Task requirements
Please print all the lines below exactly as they are written.

Information given

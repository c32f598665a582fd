pub mod shapes;
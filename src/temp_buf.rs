// ============================================================================
// TEMP BUF - contiguous scratch raster
// ============================================================================

use std::path::{Path, PathBuf};

use image::GrayImage;

use crate::error::StoreError;
use crate::swap::BufSwapper;

/// A contiguous scratch raster with an origin, used for brush masks and
/// intermediate compositing results.
///
/// Pixels may be swapped out wholesale through a [`BufSwapper`]; while
/// swapped the buffer holds no bytes and access goes through the
/// swapper-aware accessors, which reload transparently. Buffers that have
/// been through a swapper are torn down with [`TempBuf::dispose`]; a plain
/// drop can only unlink a file that already made it to disk.
pub struct TempBuf {
    width: u32,
    height: u32,
    bpp: u32,
    x: i32,
    y: i32,
    swapped: bool,
    swap_path: Option<PathBuf>,
    data: Vec<u8>,
}

impl TempBuf {
    /// Allocates a zero-filled buffer. Fails with `OutOfMemory` instead of
    /// aborting when the allocation is refused.
    pub fn new(width: u32, height: u32, bpp: u32) -> Result<Self, StoreError> {
        let bytes = width as usize * height as usize * bpp as usize;
        let mut data = Vec::new();
        data.try_reserve_exact(bytes)
            .map_err(|_| StoreError::OutOfMemory { bytes })?;
        data.resize(bytes, 0);
        Ok(Self {
            width,
            height,
            bpp,
            x: 0,
            y: 0,
            swapped: false,
            swap_path: None,
            data,
        })
    }

    pub fn with_origin(
        width: u32,
        height: u32,
        bpp: u32,
        x: i32,
        y: i32,
    ) -> Result<Self, StoreError> {
        let mut buf = Self::new(width, height, bpp)?;
        buf.x = x;
        buf.y = y;
        Ok(buf)
    }

    // ---- geometry ------------------------------------------------------------

    pub fn width(&self) -> u32 {
        self.width
    }

    pub fn height(&self) -> u32 {
        self.height
    }

    pub fn bpp(&self) -> u32 {
        self.bpp
    }

    /// Origin of the buffer in the coordinate space it was cut from.
    pub fn origin(&self) -> (i32, i32) {
        (self.x, self.y)
    }

    pub fn set_origin(&mut self, x: i32, y: i32) {
        self.x = x;
        self.y = y;
    }

    pub fn size_bytes(&self) -> usize {
        self.width as usize * self.height as usize * self.bpp as usize
    }

    pub fn is_swapped(&self) -> bool {
        self.swapped
    }

    // ---- pixel access ----------------------------------------------------------

    /// Borrows the pixels, transparently unswapping first.
    pub fn data<'a>(&'a mut self, swapper: &mut BufSwapper) -> Result<&'a [u8], StoreError> {
        swapper.unswap(self)?;
        Ok(&self.data)
    }

    /// Mutably borrows the pixels, transparently unswapping first.
    pub fn data_mut<'a>(
        &'a mut self,
        swapper: &mut BufSwapper,
    ) -> Result<&'a mut [u8], StoreError> {
        swapper.unswap(self)?;
        Ok(&mut self.data)
    }

    /// Deep copy. The clone starts resident with no swap file of its own.
    pub fn copy(&mut self, swapper: &mut BufSwapper) -> Result<Self, StoreError> {
        swapper.unswap(self)?;
        let mut data = Vec::new();
        data.try_reserve_exact(self.data.len())
            .map_err(|_| StoreError::OutOfMemory {
                bytes: self.data.len(),
            })?;
        data.extend_from_slice(&self.data);
        Ok(Self {
            width: self.width,
            height: self.height,
            bpp: self.bpp,
            x: self.x,
            y: self.y,
            swapped: false,
            swap_path: None,
            data,
        })
    }

    // ---- teardown ------------------------------------------------------------------

    /// Tears the buffer down through its swapper, dropping pixels still
    /// parked in the cache slot and unlinking the swap file. A swapped
    /// buffer that is merely dropped cannot reach the cache, and the next
    /// swap would flush its dead pixels to a file with no owner left.
    pub fn dispose(self, swapper: &mut BufSwapper) {
        if let Some(path) = self.swap_path() {
            swapper.discard(path);
        }
    }

    // ---- conversions -------------------------------------------------------------

    /// Wraps a gray image as a single-channel buffer without copying.
    pub fn from_gray(img: GrayImage) -> Self {
        let (width, height) = img.dimensions();
        Self {
            width,
            height,
            bpp: 1,
            x: 0,
            y: 0,
            swapped: false,
            swap_path: None,
            data: img.into_raw(),
        }
    }

    /// Clones a single-channel buffer out as a gray image.
    pub fn to_gray(&mut self, swapper: &mut BufSwapper) -> Result<GrayImage, StoreError> {
        assert_eq!(self.bpp, 1, "to_gray on a {}-bpp buffer", self.bpp);
        swapper.unswap(self)?;
        Ok(GrayImage::from_raw(self.width, self.height, self.data.clone())
            .expect("buffer length matches dimensions"))
    }

    // ---- swapper plumbing ----------------------------------------------------------

    pub(crate) fn swap_path(&self) -> Option<&Path> {
        self.swap_path.as_deref()
    }

    pub(crate) fn swap_path_or_assign(&mut self, mk: impl FnOnce() -> PathBuf) -> PathBuf {
        self.swap_path.get_or_insert_with(mk).clone()
    }

    pub(crate) fn take_pixels(&mut self) -> Vec<u8> {
        self.swapped = true;
        std::mem::take(&mut self.data)
    }

    pub(crate) fn put_pixels(&mut self, bytes: Vec<u8>) {
        debug_assert_eq!(bytes.len(), self.size_bytes());
        self.data = bytes;
        self.swapped = false;
    }
}

impl Drop for TempBuf {
    fn drop(&mut self) {
        if let Some(path) = &self.swap_path {
            let _ = std::fs::remove_file(path);
        }
    }
}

Written solution
repository c32f598665a582fd
pub mod shapes;
filename src/temp_buf.rs
// ============================================================================
// TEMP BUF - contiguous scratch raster
// ============================================================================

use std::path::{Path, PathBuf};

use image::GrayImage;

use crate::error::StoreError;
use crate::swap::BufSwapper;

/// A contiguous scratch raster with an origin, used for brush masks and
/// intermediate compositing results.
///
/// Pixels may be swapped out wholesale through a [`BufSwapper`]; while
/// swapped the buffer holds no bytes and access goes through the
/// swapper-aware accessors, which reload transparently. Buffers that have
/// been through a swapper are torn down with [`TempBuf::dispose`]; a plain
/// drop can only unlink a file that already made it to disk.
pub struct TempBuf {
    width: u32,
    height: u32,
    bpp: u32,
    x: i32,
    y: i32,
    swapped: bool,
    swap_path: Option<PathBuf>,
    data: Vec<u8>,
}

impl TempBuf {
    /// Allocates a zero-filled buffer. Fails with `OutOfMemory` instead of
    /// aborting when the allocation is refused.
    pub fn new(width: u32, height: u32, bpp: u32) -> Result<Self, StoreError> {
        let bytes = width as usize * height as usize * bpp as usize;
        let mut data = Vec::new();
        data.try_reserve_exact(bytes)
            .map_err(|_| StoreError::OutOfMemory { bytes })?;
        data.resize(bytes, 0);
        Ok(Self {
            width,
            height,
            bpp,
            x: 0,
            y: 0,
            swapped: false,
            swap_path: None,
            data,
        })
    }

    pub fn with_origin(
        width: u32,
        height: u32,
        bpp: u32,
        x: i32,
        y: i32,
    ) -> Result<Self, StoreError> {
        let mut buf = Self::new(width, height, bpp)?;
        buf.x = x;
        buf.y = y;
        Ok(buf)
    }

    // ---- geometry ------------------------------------------------------------

    pub fn width(&self) -> u32 {
        self.width
    }

    pub fn height(&self) -> u32 {
        self.height
    }

    pub fn bpp(&self) -> u32 {
        self.bpp
    }

    /// Origin of the buffer in the coordinate space it was cut from.
    pub fn origin(&self) -> (i32, i32) {
        (self.x, self.y)
    }

    pub fn set_origin(&mut self, x: i32, y: i32) {
        self.x = x;
        self.y = y;
    }

    pub fn size_bytes(&self) -> usize {
        self.width as usize * self.height as usize * self.bpp as usize
    }

    pub fn is_swapped(&self) -> bool {
        self.swapped
    }

    // ---- pixel access ----------------------------------------------------------

    /// Borrows the pixels, transparently unswapping first.
    pub fn data<'a>(&'a mut self, swapper: &mut BufSwapper) -> Result<&'a [u8], StoreError> {
        swapper.unswap(self)?;
        Ok(&self.data)
    }

    /// Mutably borrows the pixels, transparently unswapping first.
    pub fn data_mut<'a>(
        &'a mut self,
        swapper: &mut BufSwapper,
    ) -> Result<&'a mut [u8], StoreError> {
        swapper.unswap(self)?;
        Ok(&mut self.data)
    }

    /// Deep copy. The clone starts resident with no swap file of its own.
    pub fn copy(&mut self, swapper: &mut BufSwapper) -> Result<Self, StoreError> {
        swapper.unswap(self)?;
        let mut data = Vec::new();
        data.try_reserve_exact(self.data.len())
            .map_err(|_| StoreError::OutOfMemory {
                bytes: self.data.len(),
            })?;
        data.extend_from_slice(&self.data);
        Ok(Self {
            width: self.width,
            height: self.height,
            bpp: self.bpp,
            x: self.x,
            y: self.y,
            swapped: false,
            swap_path: None,
            data,
        })
    }

    // ---- teardown ------------------------------------------------------------------

    /// Tears the buffer down through its swapper, dropping pixels still
    /// parked in the cache slot and unlinking the swap file. A swapped
    /// buffer that is merely dropped cannot reach the cache, and the next
    /// swap would flush its dead pixels to a file with no owner left.
    pub fn dispose(self, swapper: &mut BufSwapper) {
        if let Some(path) = self.swap_path() {
            swapper.discard(path);
        }
    }

    // ---- conversions -------------------------------------------------------------

    /// Wraps a gray image as a single-channel buffer without copying.
    pub fn from_gray(img: GrayImage) -> Self {
        let (width, height) = img.dimensions();
        Self {
            width,
            height,
            bpp: 1,
            x: 0,
            y: 0,
            swapped: false,
            swap_path: None,
            data: img.into_raw(),
        }
    }

    /// Clones a single-channel buffer out as a gray image.
    pub fn to_gray(&mut self, swapper: &mut BufSwapper) -> Result<GrayImage, StoreError> {
        assert_eq!(self.bpp, 1, "to_gray on a {}-bpp buffer", self.bpp);
        swapper.unswap(self)?;
        Ok(GrayImage::from_raw(self.width, self.height, self.data.clone())
            .expect("buffer length matches dimensions"))
    }

    // ---- swapper plumbing ----------------------------------------------------------

    pub(crate) fn swap_path(&self) -> Option<&Path> {
        self.swap_path.as_deref()
    }

    pub(crate) fn swap_path_or_assign(&mut self, mk: impl FnOnce() -> PathBuf) -> PathBuf {
        self.swap_path.get_or_insert_with(mk).clone()
    }

    pub(crate) fn take_pixels(&mut self) -> Vec<u8> {
        self.swapped = true;
        std::mem::take(&mut self.data)
    }

    pub(crate) fn put_pixels(&mut self, bytes: Vec<u8>) {
        debug_assert_eq!(bytes.len(), self.size_bytes());
        self.data = bytes;
        self.swapped = false;
    }
}

impl Drop for TempBuf {
    fn drop(&mut self) {
        if let Some(path) = &self.swap_path {
            let _ = std::fs::remove_file(path);
        }
    }
}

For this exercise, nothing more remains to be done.